I don't see any particular issue with getting a custom contract in place. Look into the concept of warranties: the employee can "promise" that he didn't disclose anything, and will continue not to disclose anything. The whole point of contracts and NDAs is that people agree to expose themselves to severe penalties if they do something (disclosing confidential information).

I would involve a lawyer, this sounds like a fairly simple case that they will take care of for you.

answered Jun 4 '11 at 10:18
Alain Raynaud
10,927 points
  • +1 @Alain Raynaud: Agree, though you can't make them promise something if that's not the case; meaning information was disclosed during the period in question.
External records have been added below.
//! Configuration schema definitions

use serde::{Deserialize, Serialize};
use std::collections::HashMap;

/// Instruction placed ahead of every conversation sent to the model
pub const DEFAULT_SYSTEM_PROMPT: &str = "You are a helpful Assistant";

/// Root configuration for memochat
#[derive(Debug, Clone, Serialize, Deserialize, Default)]
pub struct Config {
    /// Provider credentials
    #[serde(default)]
    pub secrets: SecretsConfig,
    /// Chat defaults
    #[serde(default)]
    pub chat: ChatDefaults,
    /// Completion endpoint settings
    #[serde(default)]
    pub provider: ProviderConfig,
    /// Page server settings
    #[serde(default)]
    pub server: ServerConfig,
    /// Logging configuration
    #[serde(default)]
    pub logging: LoggingConfig,
}

/// Credentials read once at startup.
///
/// Both keys are required. `langchain_api_key` is not sent anywhere by
/// memochat itself; it is validated so deployments carrying the same secret
/// set behave identically.
#[derive(Clone, Serialize, Deserialize, Default)]
pub struct SecretsConfig {
    #[serde(default)]
    pub langchain_api_key: String,
    #[serde(default)]
    pub groq_api_key: String,
}

impl std::fmt::Debug for SecretsConfig {
    fn fmt(&self, f: &mut std::fmt::Formatter<'_>) -> std::fmt::Result {
        f.debug_struct("SecretsConfig")
            .field("langchain_api_key", &redact(&self.langchain_api_key))
            .field("groq_api_key", &redact(&self.groq_api_key))
            .finish()
    }
}

fn redact(value: &str) -> &'static str {
    if value.trim().is_empty() {
        "<unset>"
    } else {
        "<redacted>"
    }
}

/// Logging configuration
#[derive(Debug, Clone, Serialize, Deserialize)]
pub struct LoggingConfig {
    /// Default log level (trace, debug, info, warn, error)
    #[serde(default = "default_log_level")]
    pub level: String,
    /// Log format (text, json)
    #[serde(default = "default_log_format")]
    pub format: String,
    /// Directory for log files
    #[serde(default = "default_log_dir")]
    pub dir: String,
    /// Module-specific overrides
    #[serde(default)]
    pub overrides: HashMap<String, String>,
}

fn default_log_level() -> String {
    "info".to_string()
}

fn default_log_format() -> String {
    "text".to_string()
}

fn default_log_dir() -> String {
    "logs".to_string()
}

impl Default for LoggingConfig {
    fn default() -> Self {
        Self {
            level: default_log_level(),
            format: default_log_format(),
            dir: default_log_dir(),
            overrides: HashMap::new(),
        }
    }
}

/// Default generation settings, preselected in the sidebar and CLI
#[derive(Debug, Clone, Serialize, Deserialize)]
pub struct ChatDefaults {
    /// Default model id
    #[serde(default = "default_model")]
    pub model: String,
    /// Sampling temperature, [0.0, 1.0]
    #[serde(default = "default_temperature")]
    pub temperature: f64,
    /// Completion token limit, [100, 500]
    #[serde(default = "default_max_tokens")]
    pub max_tokens: u32,
    /// Leading system instruction
    #[serde(default = "default_system_prompt")]
    pub system_prompt: String,
    /// Upper bound on one completion call in seconds; 0 disables it
    #[serde(default = "default_request_timeout_secs")]
    pub request_timeout_secs: u64,
}

fn default_model() -> String {
    "gemma2-9b-it".to_string()
}

fn default_temperature() -> f64 {
    0.7
}

fn default_max_tokens() -> u32 {
    250
}

fn default_system_prompt() -> String {
    DEFAULT_SYSTEM_PROMPT.to_string()
}

fn default_request_timeout_secs() -> u64 {
    60
}

impl Default for ChatDefaults {
    fn default() -> Self {
        Self {
            model: default_model(),
            temperature: default_temperature(),
            max_tokens: default_max_tokens(),
            system_prompt: default_system_prompt(),
            request_timeout_secs: default_request_timeout_secs(),
        }
    }
}

/// Completion endpoint settings
#[derive(Debug, Clone, Serialize, Deserialize, Default)]
pub struct ProviderConfig {
    /// Overrides the provider's default API base
    #[serde(default)]
    pub api_base: Option<String>,
    /// Extra headers sent with every request
    #[serde(default)]
    pub extra_headers: Option<HashMap<String, String>>,
}

/// Page server settings
#[derive(Debug, Clone, Serialize, Deserialize)]
pub struct ServerConfig {
    #[serde(default = "default_host")]
    pub host: String,
    #[serde(default = "default_port")]
    pub port: u16,
}

fn default_host() -> String {
    "127.0.0.1".to_string()
}

fn default_port() -> u16 {
    8501
}

impl Default for ServerConfig {
    fn default() -> Self {
        Self {
            host: default_host(),
            port: default_port(),
        }
    }
}

#[cfg(test)]
mod tests {
    use super::*;

    #[test]
    fn test_defaults_match_sidebar() {
        let config = Config::default();
        assert_eq!(config.chat.model, "gemma2-9b-it");
        assert!((config.chat.temperature - 0.7).abs() < f64::EPSILON);
        assert_eq!(config.chat.max_tokens, 250);
        assert_eq!(config.chat.system_prompt, "You are a helpful Assistant");
    }

    #[test]
    fn test_secrets_debug_is_redacted() {
        let secrets = SecretsConfig {
            langchain_api_key: "lc-secret".to_string(),
            groq_api_key: String::new(),
        };
        let rendered = format!("{:?}", secrets);
        assert!(!rendered.contains("lc-secret"));
        assert!(rendered.contains("<redacted>"));
        assert!(rendered.contains("<unset>"));
    }

    #[test]
    fn test_partial_json_fills_defaults() {
        let config: Config = serde_json::from_str(r#"{"chat":{"max_tokens":400}}"#).unwrap();
        assert_eq!(config.chat.max_tokens, 400);
        assert_eq!(config.chat.model, "gemma2-9b-it");
        assert_eq!(config.server.port, 8501);
    }
}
My answer basically suggestion the same route, though addresses if that's an issue, though possible that would be a conditional planned repositioning of the agreement (unknown to the employee, or their counsel unless...) in response to the employee stating that there had been a disclosure during that gap in coverage, and they were unable to promise that no disclosure had occurred. – Blunders . 13 years ago
  • Right, but if there was never an NDA in place he would be penalized for something that wasn't told he shouldn't do. That is not something I agree with. You can't hold someone accountable for something that they were not aware of in advance. – Tim J 13 years ago


I have the feeling what you are really asking about is a Confidential Information and Invention Assignment Agreement. That's the type of agreement that would normally be used with an employee.

A Confidential Information and Invention Assignment agreement prevents disclosure of proprietary information by an employee and ensures that any work products and IP (intellectual property) created during their employment belongs to the company.

It shouldn't be difficult to get this resolved, assuming the employee cooperates, and why wouldn't he but best to consult an attorney.

answered Jun 4 '11 at 12:14
Steve D
318 points
  • I assume the OP might have neglected that as well - if they neglected an NDA. And you are right - an NDA is nothing compared to the assignment of IP/work. the OP should be more concerned with what you bring up than some nebulous and usually unenforceable NDA. – Tim J 13 years ago


Interesting legal problem.

My suggestion would be to have the employee disclose any prior knowledge not covered by the NDA within the agreement. While this would not protect you from the gap in coverage, it would server both as a possible heads up on the employee's take on the situation, and might serve as a reasonable proof for lack of prior knowledge if issues developed in the future; at which point the ball would be in their court to prove that's not the case.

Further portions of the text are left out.